Malaria is one of the most deadly disease that humans have seen in the history of mankind. It is caused by a parasite that can be transmitted to humans through the bites of infected mosquitoes.
Every year approx. 210 million people get infected with malaria. Out of those about 445000 people die from the disease. Most of the deceased are young children in Africa
There are 5 parasite species that cause malaria in humans:
P. vivax (pose the greatest threat )
Malaria is an acute febrile illness.

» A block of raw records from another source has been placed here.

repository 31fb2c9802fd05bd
//! Core engine-facing contracts.
//!
//! Defines the interface between the runtime (platform loop) and the
//! application, and the per-frame context handed to it.

mod app;
mod ctx;

pub use app::{App, AppControl};
pub use ctx::{FrameCtx, WindowCtx};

Symptoms for malaria usually appear 10-15days after the infective mosquito bite.In some people an attack usually starts with shivering and chills followed by sweating and a return to normal temp.
Other symptoms include:
- Nausea and vomiting
- Muscle pain and fatigue
If not treated malaria can progress to severe illness often leading to death. In children with severe malaria frequently develop one or more of the following symptoms
1. Severe anemia
2. Respiratory distress in relation to metabolic acidosis or cerebral malaria
3. In adults multi organ failure is also frequent.
Mosquito transmission cycle
Only the female mosquito spreads the malaria parasite. When a mosquito bites a person who already has malaria, it sucks up the person’s blood which contain the parasite . The mosquito then injects the parasite into the next person it bites. That’s how the disease is spread.
Once the parasite enter the body they travel to the liver where they multiply. They invade the RBC . The parasites get inside them, lay their eggs and multiply until the red blood cells burst .
This release more parasite into the blood stream.
It can be fatal as in most cases malaria death are related to one more serious complications including:
1. Cerebral malaria- Parasite filled blood cells block small blood vessels to the brain. It leads to swelling of brain and damage can lead to coma.
2. Breathing problem- Accumulated fluid in the lung can make it difficult to breathe
3. Organ failure- It can also cause the kidney and liver to fail. Any of these conditions can be life threatening.
4. Anemia- It damages red blood cells which result in anaemia
Mosquito are most active between dusk and dawn. Here are few good practices that should be followed to protect from mosquito bite:
- Cover the skin by wearing long sleeve clothes.
- Apply skin repellent to exposed skin, if any.
- Use a mosquito net over bed.
Treatment aims to eliminate the plasmodium parasite from the blood stream. World Health Organisation (WHO) recommends artemisinin based combination therapy (ACT) to treat uncomplicated malaria. WHO has warned that no alternatives to artemisinin are likely to become available for several years.